= Beginning of Section =
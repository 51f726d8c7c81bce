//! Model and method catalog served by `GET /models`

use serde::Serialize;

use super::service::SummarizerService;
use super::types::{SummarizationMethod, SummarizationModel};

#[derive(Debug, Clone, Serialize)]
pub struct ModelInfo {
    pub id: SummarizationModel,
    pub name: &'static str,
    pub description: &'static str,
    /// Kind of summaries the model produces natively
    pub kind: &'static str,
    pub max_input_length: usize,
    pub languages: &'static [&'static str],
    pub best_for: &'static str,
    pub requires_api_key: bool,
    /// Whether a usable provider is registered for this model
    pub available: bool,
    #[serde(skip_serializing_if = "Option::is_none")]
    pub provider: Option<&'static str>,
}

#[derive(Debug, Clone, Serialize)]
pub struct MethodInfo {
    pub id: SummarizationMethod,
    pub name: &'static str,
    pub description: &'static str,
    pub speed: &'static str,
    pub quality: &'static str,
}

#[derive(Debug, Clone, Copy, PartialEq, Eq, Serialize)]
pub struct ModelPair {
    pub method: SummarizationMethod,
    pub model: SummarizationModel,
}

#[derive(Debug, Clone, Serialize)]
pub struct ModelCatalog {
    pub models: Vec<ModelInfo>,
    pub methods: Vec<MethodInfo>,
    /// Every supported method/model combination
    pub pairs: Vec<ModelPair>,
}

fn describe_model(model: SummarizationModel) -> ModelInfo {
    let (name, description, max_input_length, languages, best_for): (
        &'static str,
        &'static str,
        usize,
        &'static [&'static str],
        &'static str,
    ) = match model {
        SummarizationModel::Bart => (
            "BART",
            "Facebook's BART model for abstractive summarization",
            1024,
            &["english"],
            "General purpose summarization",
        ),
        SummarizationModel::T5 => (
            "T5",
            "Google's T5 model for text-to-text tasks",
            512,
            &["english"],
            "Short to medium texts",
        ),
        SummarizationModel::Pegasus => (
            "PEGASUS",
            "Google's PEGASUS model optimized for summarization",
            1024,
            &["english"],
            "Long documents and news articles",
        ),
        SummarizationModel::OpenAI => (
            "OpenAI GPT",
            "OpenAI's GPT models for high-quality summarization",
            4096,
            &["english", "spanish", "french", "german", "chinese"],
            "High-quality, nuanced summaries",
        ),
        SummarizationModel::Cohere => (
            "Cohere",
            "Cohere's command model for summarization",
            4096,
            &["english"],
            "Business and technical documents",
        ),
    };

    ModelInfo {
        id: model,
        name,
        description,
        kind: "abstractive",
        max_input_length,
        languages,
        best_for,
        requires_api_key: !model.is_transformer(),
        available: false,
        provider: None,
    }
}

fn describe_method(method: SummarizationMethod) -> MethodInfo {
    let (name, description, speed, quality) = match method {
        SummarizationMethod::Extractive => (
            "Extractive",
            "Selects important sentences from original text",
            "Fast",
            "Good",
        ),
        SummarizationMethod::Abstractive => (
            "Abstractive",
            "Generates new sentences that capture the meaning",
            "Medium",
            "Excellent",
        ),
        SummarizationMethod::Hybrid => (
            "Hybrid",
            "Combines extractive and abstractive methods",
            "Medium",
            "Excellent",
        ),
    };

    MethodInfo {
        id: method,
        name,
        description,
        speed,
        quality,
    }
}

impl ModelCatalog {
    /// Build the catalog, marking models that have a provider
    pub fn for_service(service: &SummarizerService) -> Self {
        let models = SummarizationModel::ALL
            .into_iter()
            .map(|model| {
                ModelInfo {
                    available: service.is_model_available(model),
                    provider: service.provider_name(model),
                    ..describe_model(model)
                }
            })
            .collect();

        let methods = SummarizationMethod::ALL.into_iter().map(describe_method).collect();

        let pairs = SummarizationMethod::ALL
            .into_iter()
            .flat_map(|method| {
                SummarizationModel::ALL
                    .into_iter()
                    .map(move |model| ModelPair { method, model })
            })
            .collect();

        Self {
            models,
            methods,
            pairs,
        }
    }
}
= End of Section =
(TASK PROMPT) Write out every entry verbatim.

(WRITTEN RESPONSE)
repository 51f726d8c7c81bce
//! Model and method catalog served by `GET /models`

use serde::Serialize;

use super::service::SummarizerService;
use super::types::{SummarizationMethod, SummarizationModel};

#[derive(Debug, Clone, Serialize)]
pub struct ModelInfo {
    pub id: SummarizationModel,
    pub name: &'static str,
    pub description: &'static str,
    /// Kind of summaries the model produces natively
    pub kind: &'static str,
    pub max_input_length: usize,
    pub languages: &'static [&'static str],
    pub best_for: &'static str,
    pub requires_api_key: bool,
    /// Whether a usable provider is registered for this model
    pub available: bool,
    #[serde(skip_serializing_if = "Option::is_none")]
    pub provider: Option<&'static str>,
}

#[derive(Debug, Clone, Serialize)]
pub struct MethodInfo {
    pub id: SummarizationMethod,
    pub name: &'static str,
    pub description: &'static str,
    pub speed: &'static str,
    pub quality: &'static str,
}

#[derive(Debug, Clone, Copy, PartialEq, Eq, Serialize)]
pub struct ModelPair {
    pub method: SummarizationMethod,
    pub model: SummarizationModel,
}

#[derive(Debug, Clone, Serialize)]
pub struct ModelCatalog {
    pub models: Vec<ModelInfo>,
    pub methods: Vec<MethodInfo>,
    /// Every supported method/model combination
    pub pairs: Vec<ModelPair>,
}

fn describe_model(model: SummarizationModel) -> ModelInfo {
    let (name, description, max_input_length, languages, best_for): (
        &'static str,
        &'static str,
        usize,
        &'static [&'static str],
        &'static str,
    ) = match model {
        SummarizationModel::Bart => (
            "BART",
            "Facebook's BART model for abstractive summarization",
            1024,
            &["english"],
            "General purpose summarization",
        ),
        SummarizationModel::T5 => (
            "T5",
            "Google's T5 model for text-to-text tasks",
            512,
            &["english"],
            "Short to medium texts",
        ),
        SummarizationModel::Pegasus => (
            "PEGASUS",
            "Google's PEGASUS model optimized for summarization",
            1024,
            &["english"],
            "Long documents and news articles",
        ),
        SummarizationModel::OpenAI => (
            "OpenAI GPT",
            "OpenAI's GPT models for high-quality summarization",
            4096,
            &["english", "spanish", "french", "german", "chinese"],
            "High-quality, nuanced summaries",
        ),
        SummarizationModel::Cohere => (
            "Cohere",
            "Cohere's command model for summarization",
            4096,
            &["english"],
            "Business and technical documents",
        ),
    };

    ModelInfo {
        id: model,
        name,
        description,
        kind: "abstractive",
        max_input_length,
        languages,
        best_for,
        requires_api_key: !model.is_transformer(),
        available: false,
        provider: None,
    }
}

fn describe_method(method: SummarizationMethod) -> MethodInfo {
    let (name, description, speed, quality) = match method {
        SummarizationMethod::Extractive => (
            "Extractive",
            "Selects important sentences from original text",
            "Fast",
            "Good",
        ),
        SummarizationMethod::Abstractive => (
            "Abstractive",
            "Generates new sentences that capture the meaning",
            "Medium",
            "Excellent",
        ),
        SummarizationMethod::Hybrid => (
            "Hybrid",
            "Combines extractive and abstractive methods",
            "Medium",
            "Excellent",
        ),
    };

    MethodInfo {
        id: method,
        name,
        description,
        speed,
        quality,
    }
}

impl ModelCatalog {
    /// Build the catalog, marking models that have a provider
    pub fn for_service(service: &SummarizerService) -> Self {
        let models = SummarizationModel::ALL
            .into_iter()
            .map(|model| {
                ModelInfo {
                    available: service.is_model_available(model),
                    provider: service.provider_name(model),
                    ..describe_model(model)
                }
            })
            .collect();

        let methods = SummarizationMethod::ALL.into_iter().map(describe_method).collect();

        let pairs = SummarizationMethod::ALL
            .into_iter()
            .flat_map(|method| {
                SummarizationModel::ALL
                    .into_iter()
                    .map(move |model| ModelPair { method, model })
            })
            .collect();

        Self {
            models,
            methods,
            pairs,
        }
    }
}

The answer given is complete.